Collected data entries
.....

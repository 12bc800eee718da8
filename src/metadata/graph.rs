//! The frozen entity graph.
//!
//! [`EntityGraph`] is the read-mostly store the marking engine walks. Its structural shape
//! never changes while marking runs; only [`crate::linker::Sweep`] mutates it, afterwards.
//!
//! # Examples
//!
//! ```rust
//! use dottrim::metadata::{
//!     builder::EntityGraphBuilder,
//!     entities::{EntityKind, MethodModifiers, TypeAttributes},
//!     signature::MethodSignature,
//! };
//!
//! let mut builder = EntityGraphBuilder::new();
//! let widget = builder.add_type("MyApp", "Widget", TypeAttributes::PUBLIC);
//! let ctor = builder.add_method(widget, ".ctor", MethodSignature::void(), MethodModifiers::SPECIAL_NAME);
//! let graph = builder.build().unwrap();
//!
//! assert_eq!(graph.kind_of(ctor), Some(EntityKind::Method));
//! assert_eq!(graph.members_of(widget), vec![ctor]);
//! ```

use rustc_hash::FxHashSet;
use std::sync::Arc;

use crate::metadata::{
    directive::{PreserveDirectiveMap, PreserveDirectiveRc},
    entities::{
        CustomAttributeMap, CustomAttributeRc, Entity, EntityKind, FieldDefMap, FieldDefRc,
        InterfaceImplMap, InterfaceImplRc, MethodDefMap, MethodDefRc, TypeDefMap, TypeDefRc,
    },
    index::{EntityIndex, MemberIndex},
    token::{TableId, Token},
};

/// The in-memory entity graph of one assembly.
pub struct EntityGraph {
    pub(crate) types: TypeDefMap,
    pub(crate) methods: MethodDefMap,
    pub(crate) fields: FieldDefMap,
    pub(crate) interface_impls: InterfaceImplMap,
    pub(crate) custom_attributes: CustomAttributeMap,
    pub(crate) directives: PreserveDirectiveMap,
    entity_index: Arc<EntityIndex>,
    member_index: MemberIndex,
}

impl EntityGraph {
    pub(crate) fn from_maps(
        types: TypeDefMap,
        methods: MethodDefMap,
        fields: FieldDefMap,
        interface_impls: InterfaceImplMap,
        custom_attributes: CustomAttributeMap,
        directives: PreserveDirectiveMap,
    ) -> Self {
        let mut graph = EntityGraph {
            types,
            methods,
            fields,
            interface_impls,
            custom_attributes,
            directives,
            entity_index: Arc::new(EntityIndex::default()),
            member_index: MemberIndex::default(),
        };
        graph.entity_index = Arc::new(EntityIndex::new(graph.tokens().collect()));
        graph.rebuild_member_index();
        graph
    }

    /// Rebuilds the name lookups from the current rows.
    pub(crate) fn rebuild_member_index(&mut self) {
        let mut index = MemberIndex::default();
        for entry in &self.types {
            index.insert_type(entry.value().full_name(), *entry.key());
        }
        for entry in &self.methods {
            let method = entry.value();
            index.insert_member(method.declaring_type, &method.name, method.token);
        }
        for entry in &self.fields {
            let field = entry.value();
            index.insert_member(field.declaring_type, &field.name, field.token);
        }
        self.member_index = index;
    }

    /// Removes one row. The entity index keeps the position vacant.
    pub(crate) fn remove(&mut self, token: Token) -> bool {
        match token.table_id() {
            Some(TableId::TypeDef) => self.types.remove(&token).is_some(),
            Some(TableId::MethodDef) => self.methods.remove(&token).is_some(),
            Some(TableId::Field) => self.fields.remove(&token).is_some(),
            Some(TableId::InterfaceImpl) => self.interface_impls.remove(&token).is_some(),
            Some(TableId::CustomAttribute) => self.custom_attributes.remove(&token).is_some(),
            Some(TableId::PreserveDirective) => self.directives.remove(&token).is_some(),
            Some(TableId::TypeRef | TableId::MemberRef) | None => false,
        }
    }

    /// Replaces a row with a new version under the same token.
    pub(crate) fn replace(&mut self, entity: Entity) {
        match entity {
            Entity::Type(row) => {
                self.types.insert(row.token, row);
            }
            Entity::Method(row) => {
                self.methods.insert(row.token, row);
            }
            Entity::Field(row) => {
                self.fields.insert(row.token, row);
            }
            Entity::InterfaceImpl(row) => {
                self.interface_impls.insert(row.token, row);
            }
            Entity::CustomAttribute(row) => {
                self.custom_attributes.insert(row.token, row);
            }
            Entity::PreserveDirective(row) => {
                self.directives.insert(row.token, row);
            }
        }
    }

    /// Looks up any entity by token.
    #[must_use]
    pub fn entity(&self, token: Token) -> Option<Entity> {
        match token.table_id()? {
            TableId::TypeDef => self.type_def(token).map(Entity::Type),
            TableId::MethodDef => self.method(token).map(Entity::Method),
            TableId::Field => self.field(token).map(Entity::Field),
            TableId::InterfaceImpl => self.interface_impl(token).map(Entity::InterfaceImpl),
            TableId::CustomAttribute => self.custom_attribute(token).map(Entity::CustomAttribute),
            TableId::PreserveDirective => self.directive(token).map(Entity::PreserveDirective),
            TableId::TypeRef | TableId::MemberRef => None,
        }
    }

    /// Looks up a type.
    #[must_use]
    pub fn type_def(&self, token: Token) -> Option<TypeDefRc> {
        self.types.get(&token).map(|entry| entry.value().clone())
    }

    /// Looks up a method.
    #[must_use]
    pub fn method(&self, token: Token) -> Option<MethodDefRc> {
        self.methods.get(&token).map(|entry| entry.value().clone())
    }

    /// Looks up a field.
    #[must_use]
    pub fn field(&self, token: Token) -> Option<FieldDefRc> {
        self.fields.get(&token).map(|entry| entry.value().clone())
    }

    /// Looks up an interface implementation edge.
    #[must_use]
    pub fn interface_impl(&self, token: Token) -> Option<InterfaceImplRc> {
        self.interface_impls
            .get(&token)
            .map(|entry| entry.value().clone())
    }

    /// Looks up a custom attribute usage.
    #[must_use]
    pub fn custom_attribute(&self, token: Token) -> Option<CustomAttributeRc> {
        self.custom_attributes
            .get(&token)
            .map(|entry| entry.value().clone())
    }

    /// Looks up a preserve directive.
    #[must_use]
    pub fn directive(&self, token: Token) -> Option<PreserveDirectiveRc> {
        self.directives.get(&token).map(|entry| entry.value().clone())
    }

    /// Methods then fields declared by a type, in declaration order.
    #[must_use]
    pub fn members_of(&self, ty: Token) -> Vec<Token> {
        self.type_def(ty)
            .map(|row| row.methods.iter().chain(&row.fields).copied().collect())
            .unwrap_or_default()
    }

    /// Interface implementation edges declared by a type.
    #[must_use]
    pub fn interfaces_of(&self, ty: Token) -> Vec<InterfaceImplRc> {
        self.type_def(ty)
            .map(|row| {
                row.interfaces
                    .iter()
                    .filter_map(|edge| self.interface_impl(*edge))
                    .collect()
            })
            .unwrap_or_default()
    }

    /// Custom attribute usages applied directly to an entity.
    ///
    /// Attributes on a method's parameters are not included; see
    /// [`crate::metadata::entities::MethodDef::param_attributes`].
    #[must_use]
    pub fn attributes_of(&self, token: Token) -> Vec<CustomAttributeRc> {
        let list = match self.entity(token) {
            Some(Entity::Type(row)) => row.custom_attributes.clone(),
            Some(Entity::Method(row)) => row.custom_attributes.clone(),
            Some(Entity::Field(row)) => row.custom_attributes.clone(),
            Some(Entity::InterfaceImpl(row)) => row.custom_attributes.clone(),
            _ => Vec::new(),
        };
        list.into_iter()
            .filter_map(|attribute| self.custom_attribute(attribute))
            .collect()
    }

    /// Preserve directives attached to a type or method.
    #[must_use]
    pub fn directives_of(&self, token: Token) -> Vec<PreserveDirectiveRc> {
        let list = match self.entity(token) {
            Some(Entity::Type(row)) => row.directives.clone(),
            Some(Entity::Method(row)) => row.directives.clone(),
            _ => Vec::new(),
        };
        list.into_iter()
            .filter_map(|directive| self.directive(directive))
            .collect()
    }

    /// Renders a token for humans: `Namespace.Type` for types, `Namespace.Type::Name(params)`
    /// for methods, `Namespace.Type::Name` for fields. Anything else falls back to
    /// [`Entity::display_name`], and unknown tokens to their hex value.
    #[must_use]
    pub fn qualified_name(&self, token: Token) -> String {
        let owner = |ty: Token| {
            self.type_def(ty)
                .map_or_else(|| ty.to_string(), |row| row.full_name())
        };

        match self.entity(token) {
            Some(Entity::Method(row)) => format!(
                "{}::{}{}",
                owner(row.declaring_type),
                row.name,
                row.signature.parameter_list()
            ),
            Some(Entity::Field(row)) => format!("{}::{}", owner(row.declaring_type), row.name),
            Some(Entity::InterfaceImpl(row)) => {
                format!("{} : {}", owner(row.class), owner(row.interface))
            }
            Some(entity) => entity.display_name(),
            None => token.to_string(),
        }
    }

    /// Kind of a live entity.
    #[must_use]
    pub fn kind_of(&self, token: Token) -> Option<EntityKind> {
        self.entity(token).map(|entity| entity.kind())
    }

    /// Returns `true` if the token names a live entity.
    #[must_use]
    pub fn contains(&self, token: Token) -> bool {
        match token.table_id() {
            Some(TableId::TypeDef) => self.types.contains_key(&token),
            Some(TableId::MethodDef) => self.methods.contains_key(&token),
            Some(TableId::Field) => self.fields.contains_key(&token),
            Some(TableId::InterfaceImpl) => self.interface_impls.contains_key(&token),
            Some(TableId::CustomAttribute) => self.custom_attributes.contains_key(&token),
            Some(TableId::PreserveDirective) => self.directives.contains_key(&token),
            _ => false,
        }
    }

    /// Dense index of a token; stable for the lifetime of the graph.
    #[must_use]
    pub fn index_of(&self, token: Token) -> Option<usize> {
        self.entity_index.index_of(token)
    }

    /// Token at a dense index.
    #[must_use]
    pub fn token_at(&self, index: usize) -> Option<Token> {
        self.entity_index.token_at(index)
    }

    /// The dense numbering shared with mark stores.
    #[must_use]
    pub fn entity_index(&self) -> &Arc<EntityIndex> {
        &self.entity_index
    }

    /// Name lookups used by directive resolution.
    #[must_use]
    pub fn member_index(&self) -> &MemberIndex {
        &self.member_index
    }

    /// Base types of `ty` present in the graph, nearest first. The chain stops at the first
    /// external base.
    #[must_use]
    pub fn ancestors(&self, ty: Token) -> Vec<TypeDefRc> {
        let mut chain = Vec::new();
        let mut seen = FxHashSet::default();
        seen.insert(ty);

        let mut current = self.type_def(ty).and_then(|row| row.base);
        while let Some(base) = current {
            if !seen.insert(base) {
                break;
            }
            match self.type_def(base) {
                Some(row) => {
                    current = row.base;
                    chain.push(row);
                }
                None => break,
            }
        }
        chain
    }

    /// `ty` followed by its [`ancestors`](Self::ancestors).
    #[must_use]
    pub fn type_chain(&self, ty: Token) -> Vec<TypeDefRc> {
        match self.type_def(ty) {
            Some(row) => {
                let mut chain = vec![row];
                chain.extend(self.ancestors(ty));
                chain
            }
            None => Vec::new(),
        }
    }

    /// Iterates all types.
    pub fn types(&self) -> impl Iterator<Item = TypeDefRc> + '_ {
        self.types.iter().map(|entry| entry.value().clone())
    }

    /// Iterates all methods.
    pub fn methods(&self) -> impl Iterator<Item = MethodDefRc> + '_ {
        self.methods.iter().map(|entry| entry.value().clone())
    }

    /// Iterates all interface implementation edges.
    pub fn interface_impls(&self) -> impl Iterator<Item = InterfaceImplRc> + '_ {
        self.interface_impls
            .iter()
            .map(|entry| entry.value().clone())
    }

    /// Iterates the tokens of every live entity, table by table in token order.
    pub fn tokens(&self) -> impl Iterator<Item = Token> + '_ {
        self.types
            .iter()
            .map(|entry| *entry.key())
            .chain(self.methods.iter().map(|entry| *entry.key()))
            .chain(self.fields.iter().map(|entry| *entry.key()))
            .chain(self.interface_impls.iter().map(|entry| *entry.key()))
            .chain(self.custom_attributes.iter().map(|entry| *entry.key()))
            .chain(self.directives.iter().map(|entry| *entry.key()))
    }

    /// Number of live entities.
    #[must_use]
    pub fn len(&self) -> usize {
        self.types.len()
            + self.methods.len()
            + self.fields.len()
            + self.interface_impls.len()
            + self.custom_attributes.len()
            + self.directives.len()
    }

    /// Returns `true` if the graph has no entities.
    #[must_use]
    pub fn is_empty(&self) -> bool {
        self.len() == 0
    }

    /// Number of live entities of one kind.
    #[must_use]
    pub fn count(&self, kind: EntityKind) -> usize {
        match kind {
            EntityKind::Type => self.types.len(),
            EntityKind::Method => self.methods.len(),
            EntityKind::Field => self.fields.len(),
            EntityKind::InterfaceImpl => self.interface_impls.len(),
            EntityKind::CustomAttribute => self.custom_attributes.len(),
            EntityKind::PreserveDirective => self.directives.len(),
        }
    }
}

impl std::fmt::Debug for EntityGraph {
    fn fmt(&self, f: &mut std::fmt::Formatter<'_>) -> std::fmt::Result {
        f.debug_struct("EntityGraph")
            .field("types", &self.types.len())
            .field("methods", &self.methods.len())
            .field("fields", &self.fields.len())
            .field("interface_impls", &self.interface_impls.len())
            .field("custom_attributes", &self.custom_attributes.len())
            .field("directives", &self.directives.len())
            .finish()
    }
}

.....

◆ **The task**
Copy out each line of the data where the string "with" appears.

◆ **Solution**
    /// Replaces a row with a new version under the same token.
    /// The dense numbering shared with mark stores.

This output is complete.